The three Quapaw descendants brought their case before the U.S. Tenth Circuit Court of Appeals September 4 after the U.S. District Court for the Northern District of Oklahoma dismissed their case against the BIA and Department of the Interior for failure to exhaust possible administrative remedies.
The descendants’ demanded for an accounting of chat already removed from the mixed piles by Bingham Sand & Gravel Company (BS&G), a partial owner, which was also dismissed for lack of jurisdiction.
The federal appeals court upheld the District Court’s dismissal of the case against the federal officials for not having exhausted administrative remedies but reversed the lower court’s contention that it lacked jurisdiction over claims against the private defendants.
The case brought century-old federal Indian law into issues related to the convoluted ownership history of the two intermingled chat piles, known as the Sooner and Ottawa piles, left over from lengthy lead and zinc mining and now valued as fill and gravel.

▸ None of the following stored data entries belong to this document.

#[allow(unused_imports)]
use super::*;

mod field;

pub(crate) use field::ParsedField;

#[derive(Clone, Copy, PartialEq, Eq)]
pub(crate) enum DeclaredKind {
    Entity,
    Embeddable,
    MappedSuperclass,
}

impl DeclaredKind {
    fn derive_name(self) -> &'static str {
        match self {
            DeclaredKind::Entity => "Entity",
            DeclaredKind::Embeddable => "Embeddable",
            DeclaredKind::MappedSuperclass => "MappedSuperclass",
        }
    }
}

pub(crate) struct ParsedType {
    input: DeriveInput,
    kind: DeclaredKind,
    table: Option<String>,
    schema: Option<String>,
    catalog: Option<String>,
}

impl ParsedType {
    pub(crate) fn from_input(input: &DeriveInput, kind: DeclaredKind) -> Result<Self> {
        let mut parsed = Self {
            input: input.clone(),
            kind,
            table: None,
            schema: None,
            catalog: None,
        };

        for attr in &input.attrs {
            if attr.path().is_ident("daogen") {
                parsed.parse_container_attr(attr)?;
            }
        }

        let derive = kind.derive_name();
        let fields = match &input.data {
            Data::Struct(data) => match &data.fields {
                Fields::Named(named) => &named.named,
                _ => return Err(Error::new(input.ident.span(), format!("{derive} requires named fields"))),
            },
            _ => return Err(Error::new(input.ident.span(), format!("{derive} can only be derived for structs"))),
        };

        let mut generated_ids = 0usize;
        let mut ids = 0usize;
        for field in fields {
            let field = ParsedField::from_field(field, kind)?;
            if field.is_id() {
                ids += 1;
            }
            if field.is_generated() {
                generated_ids += 1;
            }
        }
        if generated_ids > 0 && ids > 1 {
            return Err(Error::new(
                input.ident.span(),
                format!("{derive} declares {ids} identifiers; generated identifiers require a single identifier"),
            ));
        }

        Ok(parsed)
    }

    fn parse_container_attr(&mut self, attr: &Attribute) -> Result<()> {
        let kind = self.kind;
        attr.parse_nested_meta(|meta| {
            let allowed = match kind {
                DeclaredKind::Entity => ["table", "schema", "catalog", "extends"].as_slice(),
                DeclaredKind::MappedSuperclass => ["extends"].as_slice(),
                DeclaredKind::Embeddable => [].as_slice(),
            };
            let Some(key) = allowed.iter().find(|key| meta.path.is_ident(key)) else {
                return Err(meta.error(format!(
                    "unknown {} attribute, expected one of: {}",
                    kind.derive_name(),
                    if allowed.is_empty() { "none".to_string() } else { allowed.join(", ") }
                )));
            };
            let value: LitStr = meta.value()?.parse()?;
            if value.value().trim().is_empty() {
                return Err(Error::new(value.span(), format!("`{key}` must not be empty")));
            }
            match *key {
                "table" => self.table = Some(value.value()),
                "schema" => self.schema = Some(value.value()),
                "catalog" => self.catalog = Some(value.value()),
                // Resolved by the generator; only the syntax is checked here.
                _ => {}
            }
            Ok(())
        })
    }

    /// Table name with its catalog prefix, or its schema prefix when no
    /// catalog is given.
    fn table_name(&self) -> String {
        let table = self.table.clone().unwrap_or_else(|| self.input.ident.to_string());
        match (&self.catalog, &self.schema) {
            (Some(catalog), _) => format!("{catalog}.{table}"),
            (None, Some(schema)) => format!("{schema}.{table}"),
            (None, None) => table,
        }
    }

    pub(crate) fn emit(&self) -> TokenStream2 {
        let name = &self.input.ident;
        let (impl_generics, ty_generics, where_clause) = self.input.generics.split_for_impl();
        let type_name = name.to_string();
        let kind = match self.kind {
            DeclaredKind::Entity => quote!(::daogen::PersistentKind::Entity),
            DeclaredKind::Embeddable => quote!(::daogen::PersistentKind::Embeddable),
            DeclaredKind::MappedSuperclass => quote!(::daogen::PersistentKind::MappedSuperclass),
        };

        let entity_impl = if self.kind == DeclaredKind::Entity {
            let table_name = self.table_name();
            quote! {
                impl #impl_generics ::daogen::EntityType for #name #ty_generics #where_clause {
                    const TABLE_NAME: &'static str = #table_name;
                }
            }
        } else {
            TokenStream2::new()
        };

        quote! {
            impl #impl_generics ::daogen::Persistent for #name #ty_generics #where_clause {
                const TYPE_NAME: &'static str = #type_name;
                const KIND: ::daogen::PersistentKind = #kind;
            }

            #entity_impl
        }
    }
}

Some of the chat is owned by descendants of members of the Quapaw Tribe “who were deemed incompetent to manage their own affairs,” according to the court record, and they now have federally-restricted lands ownership. After Congress allowed chat-producing mineral development in 1897, the restricted Indian owners retained their proportional interest in the residual chat, the court said.
Not all of the chat is restricted and the private owners of chat in the mingled restricted/non-restricted piles have been hauling chat away without regard to what proportion is restricted and what part is not restricted, according to the Quapaw descendants who requested an accounting and reimbursement for their portion.
Restricted ownership interests have been apportioned among Tonkawa heirs so that numerous individuals hold fractional shares, the court noted. The BIA estimated ownership at about 76 percent to BS&G in the Ottawa pile and a similar proportion to private interests in the Sooner pile, estimates the Tonkawa plaintiffs dispute.